Article mis en ligne le 11 mars 2022
dernière modification le 10 mars 2022

Dans son roman « La couleur dans les mains », ressorti en livre audio, l’écrivaine et réalisatrice Nora Hamdi traite de la question de l’identité et de la mémoire postcoloniale, à travers la trajectoire de son personnage qui évolue dans les mondes de l’art parisien.

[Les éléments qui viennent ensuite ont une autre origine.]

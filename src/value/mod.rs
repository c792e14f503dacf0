// Copyright (c) 2025-2026 Adrian Robinson. Licensed under the AGPL-3.0.
// See LICENSE file in the project root for full license text.

//! Structured values.
//!
//! [`Value`] is the tree-shaped interchange form every record serializes to.
//! Snapshots, diffs and merges all operate on it, so records never have to be
//! compared field by field.
//!
//! # Example
//!
//! ```
//! use record_graph::Value;
//! use serde_json::json;
//!
//! let value = Value::from(json!({"name": "Dave", "rating": 9}));
//!
//! assert_eq!(value.get("name").and_then(Value::as_str), Some("Dave"));
//! assert_eq!(value.get("rating").and_then(Value::as_i64), Some(9));
//! assert!(value.get("missing").is_none());
//! ```

mod codec;
pub mod diff;

pub use diff::{diff, merge};

use std::collections::BTreeMap;
use std::fmt;

use serde::de::DeserializeOwned;
use serde::Serialize;
use serde_json::Number;
use thiserror::Error;

/// Object body of a [`Value`]. Key order carries no meaning.
pub type Map = BTreeMap<String, Value>;

/// A tree-shaped structured value.
///
/// Equality is structural and recursive: two objects are equal when they
/// hold the same key set with equal values under each key. Numbers compare
/// by value, so `1` equals `1.0`.
#[derive(Debug, Clone, Default)]
pub enum Value {
    #[default]
    Null,
    Bool(bool),
    Number(Number),
    String(String),
    Bytes(Vec<u8>),
    Array(Vec<Value>),
    Object(Map),
}

/// The kind tag of a [`Value`], used for shape comparisons and diagnostics.
#[derive(Debug, Clone, Copy, PartialEq, Eq, Hash)]
pub enum ValueKind {
    Null,
    Bool,
    Number,
    String,
    Bytes,
    Array,
    Object,
}

impl fmt::Display for ValueKind {
    fn fmt(&self, f: &mut fmt::Formatter<'_>) -> fmt::Result {
        match self {
            Self::Null => write!(f, "null"),
            Self::Bool => write!(f, "bool"),
            Self::Number => write!(f, "number"),
            Self::String => write!(f, "string"),
            Self::Bytes => write!(f, "bytes"),
            Self::Array => write!(f, "array"),
            Self::Object => write!(f, "object"),
        }
    }
}

/// Errors raised while converting between records and [`Value`]s.
#[derive(Error, Debug)]
pub enum ValueError {
    #[error("serialization error: {0}")]
    Serde(#[from] serde_json::Error),
    #[error("expected {expected}, found {found}")]
    Malformed { expected: ValueKind, found: ValueKind },
    #[error("missing field '{0}'")]
    MissingField(String),
}

impl Value {
    /// Build an object from key/value pairs.
    pub fn object<I, K, V>(entries: I) -> Self
    where
        I: IntoIterator<Item = (K, V)>,
        K: Into<String>,
        V: Into<Value>,
    {
        Value::Object(entries.into_iter().map(|(k, v)| (k.into(), v.into())).collect())
    }

    #[must_use]
    pub fn kind(&self) -> ValueKind {
        match self {
            Value::Null => ValueKind::Null,
            Value::Bool(_) => ValueKind::Bool,
            Value::Number(_) => ValueKind::Number,
            Value::String(_) => ValueKind::String,
            Value::Bytes(_) => ValueKind::Bytes,
            Value::Array(_) => ValueKind::Array,
            Value::Object(_) => ValueKind::Object,
        }
    }

    /// Look up a key on an object. Non-objects have no keys.
    #[must_use]
    pub fn get(&self, key: &str) -> Option<&Value> {
        self.as_object().and_then(|map| map.get(key))
    }

    /// Look up a required key, failing with [`ValueError::MissingField`].
    pub fn require(&self, key: &str) -> Result<&Value, ValueError> {
        self.get(key).ok_or_else(|| ValueError::MissingField(key.to_string()))
    }

    #[must_use]
    pub fn is_null(&self) -> bool {
        matches!(self, Value::Null)
    }

    #[must_use]
    pub fn is_object(&self) -> bool {
        matches!(self, Value::Object(_))
    }

    #[must_use]
    pub fn as_object(&self) -> Option<&Map> {
        match self {
            Value::Object(map) => Some(map),
            _ => None,
        }
    }

    #[must_use]
    pub fn as_array(&self) -> Option<&[Value]> {
        match self {
            Value::Array(items) => Some(items),
            _ => None,
        }
    }

    #[must_use]
    pub fn as_str(&self) -> Option<&str> {
        match self {
            Value::String(s) => Some(s),
            _ => None,
        }
    }

    #[must_use]
    pub fn as_bool(&self) -> Option<bool> {
        match self {
            Value::Bool(b) => Some(*b),
            _ => None,
        }
    }

    #[must_use]
    pub fn as_i64(&self) -> Option<i64> {
        match self {
            Value::Number(n) => n.as_i64(),
            _ => None,
        }
    }

    #[must_use]
    pub fn as_u64(&self) -> Option<u64> {
        match self {
            Value::Number(n) => n.as_u64(),
            _ => None,
        }
    }

    #[must_use]
    pub fn as_f64(&self) -> Option<f64> {
        match self {
            Value::Number(n) => n.as_f64(),
            _ => None,
        }
    }

    #[must_use]
    pub fn as_bytes(&self) -> Option<&[u8]> {
        match self {
            Value::Bytes(bytes) => Some(bytes),
            _ => None,
        }
    }

    /// Convert to a `serde_json::Value`.
    ///
    /// Byte blobs become arrays of numbers, which is how serde encodes
    /// `Vec<u8>` in JSON, so [`from_value`] can read them back.
    #[must_use]
    pub fn to_json(&self) -> serde_json::Value {
        self.to_json_with(&|bytes: &[u8]| {
            serde_json::Value::Array(bytes.iter().map(|b| serde_json::Value::from(*b)).collect())
        })
    }

    fn to_json_with(&self, bytes: &dyn Fn(&[u8]) -> serde_json::Value) -> serde_json::Value {
        match self {
            Value::Null => serde_json::Value::Null,
            Value::Bool(b) => serde_json::Value::Bool(*b),
            Value::Number(n) => serde_json::Value::Number(n.clone()),
            Value::String(s) => serde_json::Value::String(s.clone()),
            Value::Bytes(b) => bytes(b),
            Value::Array(items) => {
                serde_json::Value::Array(items.iter().map(|v| v.to_json_with(bytes)).collect())
            }
            Value::Object(map) => serde_json::Value::Object(
                map.iter().map(|(k, v)| (k.clone(), v.to_json_with(bytes))).collect(),
            ),
        }
    }
}

impl PartialEq for Value {
    fn eq(&self, other: &Self) -> bool {
        match (self, other) {
            (Value::Null, Value::Null) => true,
            (Value::Bool(a), Value::Bool(b)) => a == b,
            (Value::Number(a), Value::Number(b)) => numbers_equal(a, b),
            (Value::String(a), Value::String(b)) => a == b,
            (Value::Bytes(a), Value::Bytes(b)) => a == b,
            (Value::Array(a), Value::Array(b)) => a == b,
            (Value::Object(a), Value::Object(b)) => a == b,
            _ => false,
        }
    }
}

// `Number` never holds NaN.
impl Eq for Value {}

/// Integers compare exactly; anything involving a float goes through `f64`.
fn numbers_equal(a: &Number, b: &Number) -> bool {
    if let (Some(x), Some(y)) = (a.as_i64(), b.as_i64()) {
        return x == y;
    }
    if let (Some(x), Some(y)) = (a.as_u64(), b.as_u64()) {
        return x == y;
    }
    if a.is_f64() || b.is_f64() {
        return a.as_f64() == b.as_f64();
    }
    false
}

impl fmt::Display for Value {
    /// Compact JSON, with byte blobs rendered as hex strings.
    fn fmt(&self, f: &mut fmt::Formatter<'_>) -> fmt::Result {
        let json = self.to_json_with(&|bytes: &[u8]| serde_json::Value::String(hex::encode(bytes)));
        write!(f, "{json}")
    }
}

impl From<serde_json::Value> for Value {
    fn from(json: serde_json::Value) -> Self {
        match json {
            serde_json::Value::Null => Value::Null,
            serde_json::Value::Bool(b) => Value::Bool(b),
            serde_json::Value::Number(n) => Value::Number(n),
            serde_json::Value::String(s) => Value::String(s),
            serde_json::Value::Array(items) => Value::Array(items.into_iter().map(Value::from).collect()),
            serde_json::Value::Object(map) => {
                Value::Object(map.into_iter().map(|(k, v)| (k, Value::from(v))).collect())
            }
        }
    }
}

impl From<bool> for Value {
    fn from(b: bool) -> Self {
        Value::Bool(b)
    }
}

impl From<&str> for Value {
    fn from(s: &str) -> Self {
        Value::String(s.to_string())
    }
}

impl From<String> for Value {
    fn from(s: String) -> Self {
        Value::String(s)
    }
}

macro_rules! from_integer {
    ($($ty:ty),*) => {
        $(
            impl From<$ty> for Value {
                fn from(n: $ty) -> Self {
                    Value::Number(Number::from(n))
                }
            }
        )*
    };
}

from_integer!(i8, i16, i32, i64, u8, u16, u32, u64, usize, isize);

impl From<f64> for Value {
    /// Non-finite floats have no structured representation and become null.
    fn from(n: f64) -> Self {
        Number::from_f64(n).map_or(Value::Null, Value::Number)
    }
}

impl From<Vec<u8>> for Value {
    fn from(bytes: Vec<u8>) -> Self {
        Value::Bytes(bytes)
    }
}

impl From<Vec<Value>> for Value {
    fn from(items: Vec<Value>) -> Self {
        Value::Array(items)
    }
}

impl From<Map> for Value {
    fn from(map: Map) -> Self {
        Value::Object(map)
    }
}

impl<T: Into<Value>> From<Option<T>> for Value {
    fn from(value: Option<T>) -> Self {
        value.map_or(Value::Null, Into::into)
    }
}

/// Serialize any serde type into a [`Value`].
pub fn to_value<T: Serialize + ?Sized>(value: &T) -> Result<Value, ValueError> {
    Ok(Value::from(serde_json::to_value(value)?))
}

/// Deserialize a [`Value`] into any serde type.
pub fn from_value<T: DeserializeOwned>(value: &Value) -> Result<T, ValueError> {
    Ok(serde_json::from_value(value.to_json())?)
}

/// Assign a field from a representation if it is present.
///
/// An absent key leaves `target` untouched. A null only assigns when the
/// target type accepts null (such as `Option<T>`); otherwise it is ignored,
/// so a tombstone never clobbers a required field.
pub fn assign<T: DeserializeOwned>(target: &mut T, value: Option<&Value>) -> Result<(), ValueError> {
    match value {
        None => Ok(()),
        Some(Value::Null) => {
            if let Ok(cleared) = from_value(&Value::Null) {
                *target = cleared;
            }
            Ok(())
        }
        Some(value) => {
            *target = from_value(value)?;
            Ok(())
        }
    }
}
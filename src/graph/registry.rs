// Copyright (c) 2025-2026 Adrian Robinson. Licensed under the AGPL-3.0.
// See LICENSE file in the project root for full license text.

//! Per-kind registration: adapter and identifier generator.

use std::any::{type_name, Any};
use std::collections::HashMap;
use std::sync::Arc;

use crate::error::GraphError;
use crate::record::Record;
use crate::storage::id_gen::IdGenerator;
use crate::storage::traits::RecordAdapter;

pub(crate) struct Registration<R: Record> {
    pub(crate) adapter: Option<Arc<dyn RecordAdapter<R>>>,
    pub(crate) id_generator: Option<IdGenerator<R::Id>>,
}

impl<R: Record> Default for Registration<R> {
    fn default() -> Self {
        Self {
            adapter: None,
            id_generator: None,
        }
    }
}

/// Registrations keyed by kind name, each typed to one record type.
#[derive(Default)]
pub(crate) struct Registry {
    entries: HashMap<&'static str, Box<dyn Any + Send + Sync>>,
}

impl Registry {
    pub(crate) fn get<R: Record>(&self) -> Option<&Registration<R>> {
        self.entries.get(R::KIND)?.downcast_ref::<Registration<R>>()
    }

    /// The registration for `R`, created on first use.
    pub(crate) fn entry<R: Record>(&mut self) -> Result<&mut Registration<R>, GraphError> {
        self.entries
            .entry(R::KIND)
            .or_insert_with(|| Box::new(Registration::<R>::default()))
            .downcast_mut::<Registration<R>>()
            .ok_or(GraphError::WrongType {
                kind: R::KIND,
                expected: type_name::<R>(),
            })
    }

    pub(crate) fn adapter<R: Record>(&self) -> Option<Arc<dyn RecordAdapter<R>>> {
        self.get::<R>()?.adapter.clone()
    }

    pub(crate) fn id_generator<R: Record>(&self) -> Option<IdGenerator<R::Id>> {
        self.get::<R>()?.id_generator.clone()
    }
}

Yasmine, vingt ans, quitte sa cité pour devenir peintre. Elle emménage dans un studio parisien à la seule condition de changer de nom sur sa boîte aux lettres : Yasmine Belhifa en Janine Beli. Changer de nom lui rappelle un passé trouble. En 1990, elle avait six mois, ses parents mouraient dans la vague d’attentats qui a secoué l’Algérie. L’oncle qui l’a élevée n’a jamais réussi à lui parler du drame. Après avoir participé à des expositions collectives, on lui propose sa première exposition personnelle. Après le vernissage, son oncle lui révèle le secret de ses parents, leurs combats. Ils lui rappellent la richesse de son héritage culturel et que les Arabes ne sont pas tous des terroristes. (...)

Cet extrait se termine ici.